An important part of the development of an iGEM project is asking ourselves whether what we are building is responsible and good for the world, and there is no better way of knowing that than asking the people that are directly affected by the project. Since Astroshield has many applications in different areas, we have spoken with people from each one of those areas, them being Space (due to Mars colonization applications), Industry (related to sterilization applications), Synthetic Biology (to check if our project complied with the community’s expectations of a synbio project), and General Population (the people that would eat our Astroshield bread in the future). We have listened to all these people, but most importantly, we have applied their insights to improve our ideas, as we describe below.

1. Space

On August 13th, our team had a meeting with Dr. Ivan Gláucio Paulino Lima, of the Blue Marble Space Institute of Science of NASA Ames Research Center, where he works as a part of the research group of Dr. Lynn Rothschild. Dr. Ivan has participated in iGEM before as an advisor for other teams, such as the 2011 team Brown-Stanford, with whom he has developed the project Power Cell.

Dr. Ivan and our team at ONOVOLAB

Our team shared with him the difficulties we had been finding related to our Human Practices project, such as a low rate of responses from the space agencies we had been trying to contact, and the absence of any kind of law or regulation regarding the use of stratospheric balloons in Brazil (as stated on our “International Biosafety Legislation” topic). Dr. Ivan then told us about his experience with team Brown-Stanford, that also had used balloon testing during their experiments. The team, however, did not send any genetically modified organisms in their balloon flights, due to problems related to the cloning of their circuit into S. pasteurii cells, therefore the team members did not look for information on the required protocols for probe experiments with genetically modified strains.

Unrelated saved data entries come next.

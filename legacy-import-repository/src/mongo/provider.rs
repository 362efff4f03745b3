//! MongoDB document store implementation.
//!
//! This module provides the concrete implementation of `DocumentStore` and
//! `StoreConnector` using the official MongoDB Rust driver.

use std::sync::Arc;

use async_trait::async_trait;
use bson::{doc, Document};
use mongodb::error::{Error as MongoError, ErrorKind};
use mongodb::options::{ClientOptions, InsertManyOptions};
use mongodb::{Client, Database};
use tracing::{debug, info, warn};

use crate::config::{StoreConfig, APP_NAME};
use crate::errors::StoreError;
use crate::interfaces::{DocumentStore, StoreConnector};
use crate::types::{BatchInsertResult, InsertFailure};

/// MongoDB-backed document store.
///
/// # Example
///
/// ```ignore
/// use legacy_import_repository::{MongoDocumentStore, StoreConfig};
///
/// let config = StoreConfig::new("mongodb://localhost:27017", "grocery_store");
/// let store = MongoDocumentStore::connect(&config).await?;
/// let result = store.insert_many("countries", documents).await?;
/// println!("{} of {} written", result.succeeded, result.attempted);
/// ```
pub struct MongoDocumentStore {
    client: Client,
    database: Database,
}

impl MongoDocumentStore {
    /// Connect to MongoDB and verify the deployment answers a `ping`.
    ///
    /// # Arguments
    ///
    /// * `config` - Connection string and target database
    ///
    /// # Returns
    ///
    /// * `Ok(MongoDocumentStore)` - A connected store
    /// * `Err(StoreError)` - If the connection string is invalid or the
    ///   server cannot be reached
    pub async fn connect(config: &StoreConfig) -> Result<Self, StoreError> {
        if config.database.trim().is_empty() {
            return Err(StoreError::configuration("database name is empty"));
        }

        let mut options = ClientOptions::parse(&config.uri)
            .await
            .map_err(|e| StoreError::configuration(e.to_string()))?;
        options.app_name = Some(APP_NAME.to_string());

        let client =
            Client::with_options(options).map_err(|e| StoreError::configuration(e.to_string()))?;
        let database = client.database(&config.database);

        database
            .run_command(doc! { "ping": 1 }, None)
            .await
            .map_err(|e| StoreError::connection(e.to_string()))?;

        info!(
            uri = %config.redacted_uri(),
            database = %config.database,
            "Connected to MongoDB"
        );

        Ok(Self { client, database })
    }

    /// Split a failed `insert_many` into per-document failures.
    ///
    /// An unordered insert that hits write errors still writes every other
    /// document; the driver reports the rejected ones by batch index.
    fn partial_result(
        collection: &str,
        documents: Vec<Document>,
        err: MongoError,
    ) -> Result<BatchInsertResult, StoreError> {
        let attempted = documents.len();
        let write_errors = match *err.kind {
            ErrorKind::BulkWrite(ref failure) => match failure.write_errors {
                Some(ref write_errors) => write_errors
                    .iter()
                    .map(|write_error| (write_error.index, write_error.message.clone()))
                    .collect::<Vec<_>>(),
                None => {
                    // Only a write concern error: the documents were written
                    // but durability was not confirmed.
                    warn!(
                        collection = %collection,
                        error = %err,
                        "Bulk insert reported a write concern error"
                    );
                    Vec::new()
                }
            },
            _ => return Err(classify_error(&err)),
        };

        let mut slots: Vec<Option<Document>> = documents.into_iter().map(Some).collect();
        let failures: Vec<InsertFailure> = write_errors
            .into_iter()
            .map(|(index, reason)| InsertFailure {
                index,
                document: slots.get_mut(index).and_then(Option::take).unwrap_or_default(),
                reason,
            })
            .collect();

        Ok(BatchInsertResult {
            collection: collection.to_string(),
            attempted,
            succeeded: attempted.saturating_sub(failures.len()),
            failures,
        })
    }
}

/// Map a driver error onto the store error taxonomy.
fn classify_error(err: &MongoError) -> StoreError {
    match *err.kind {
        ErrorKind::ServerSelection { .. }
        | ErrorKind::Io(_)
        | ErrorKind::ConnectionPoolCleared { .. }
        | ErrorKind::Authentication { .. }
        | ErrorKind::DnsResolve { .. } => StoreError::connection(err.to_string()),
        ErrorKind::InvalidArgument { .. } => StoreError::configuration(err.to_string()),
        ErrorKind::BsonSerialization(_) => StoreError::serialization(err.to_string()),
        _ => StoreError::insert(err.to_string()),
    }
}

#[async_trait]
impl DocumentStore for MongoDocumentStore {
    fn backend(&self) -> &'static str {
        "mongodb"
    }

    async fn insert_many(
        &self,
        collection: &str,
        documents: Vec<Document>,
    ) -> Result<BatchInsertResult, StoreError> {
        if documents.is_empty() {
            return Ok(BatchInsertResult::empty(collection));
        }

        let attempted = documents.len();
        let options = InsertManyOptions::builder().ordered(false).build();

        debug!(collection = %collection, count = attempted, "Submitting unordered bulk insert");

        let insert = self
            .database
            .collection::<Document>(collection)
            .insert_many(&documents, options)
            .await;

        match insert {
            Ok(result) => Ok(BatchInsertResult {
                collection: collection.to_string(),
                attempted,
                succeeded: result.inserted_ids.len(),
                failures: Vec::new(),
            }),
            Err(err) => Self::partial_result(collection, documents, err),
        }
    }

    async fn shutdown(&self) {
        self.client.clone().shutdown().await;
        info!(database = %self.database.name(), "MongoDB connection released");
    }
}

/// Connector producing [`MongoDocumentStore`] instances.
pub struct MongoConnector {
    config: StoreConfig,
}

impl MongoConnector {
    pub fn new(config: StoreConfig) -> Self {
        Self { config }
    }
}

#[async_trait]
impl StoreConnector for MongoConnector {
    fn target(&self) -> String {
        format!("{} (database {})", self.config.redacted_uri(), self.config.database)
    }

    async fn connect(&self) -> Result<Arc<dyn DocumentStore>, StoreError> {
        let store = MongoDocumentStore::connect(&self.config).await?;
        Ok(Arc::new(store))
    }
}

Nowadays, the engineered bacteria constructed for Power Cell are orbiting Earth on a satellite provided by NASA, having complied with the requirements from NASA and the German Space Agency for space experimentation, but the requirements for sending genetically modified organisms (GMOs) to space cannot be applied to stratospheric probes, due to the structural differences between the devices. Nevertheless, this shows the huge potential for projects like Brown-Stanford’s and ours to be evaluated even deeper, with the possibility of becoming actual products in the future, beyond iGEM.

To that end, Dr. Ivan has offered suggestions to help us get the information we wanted for our project, such as submitting it to CTNBio so we would know which rationalizations would be given to us to authorize the probe flight or not under Brazilian law. He also suggested that we looked for information regarding the Beresheet lunar probe, which crashed while trying to land on the Moon on April 2019, consequently pouring over the Moon surface their load which contained genetic materials and tardigrades, microscopic animals known for their high resistance to unfavorable conditions. The lunar probe was developed by the companies Israel Aerospace Industries and SpaceIL, with the support of the Israel Space Agency, with whom our team has tried to get in touch, to inquire about the biosafety aspects of the accidental release of the tardigrades.

Following our team meeting, Dr. Ivan spoke at an event called “Synthetic Biology in Space”, at the innovation center ONOVOLAB, in which he talked about the results from the Power Cell experiments during its orbit around Earth, with the participation of 83 people in the audience (more information on Education & Public Engagement)

2. Industry

Fermentec, a company that provides solutions to the sugar, alcohol, and distillation industry, was extremely important to the development of our project, not only as a sponsor but also providing support, tools, and pointers to the project's progress. All strains, laboratory and industrial (diploids and haploids), used in the project were provided by Fermentec, from their microorganism database, which is the largest Saccharomyces cerevisiae database of the world, with over 2800 isolated industrial fermentation strains.

The enterprise has also given important consulting to the design of our glucose-based kill switch, suggesting research papers that would be useful to the team's objectives, like Dr. Andrea Balan's research paper, which was essential for our obtaining of the glucose-sensitive promoter and the nuclease used in our kill switch's circuit design.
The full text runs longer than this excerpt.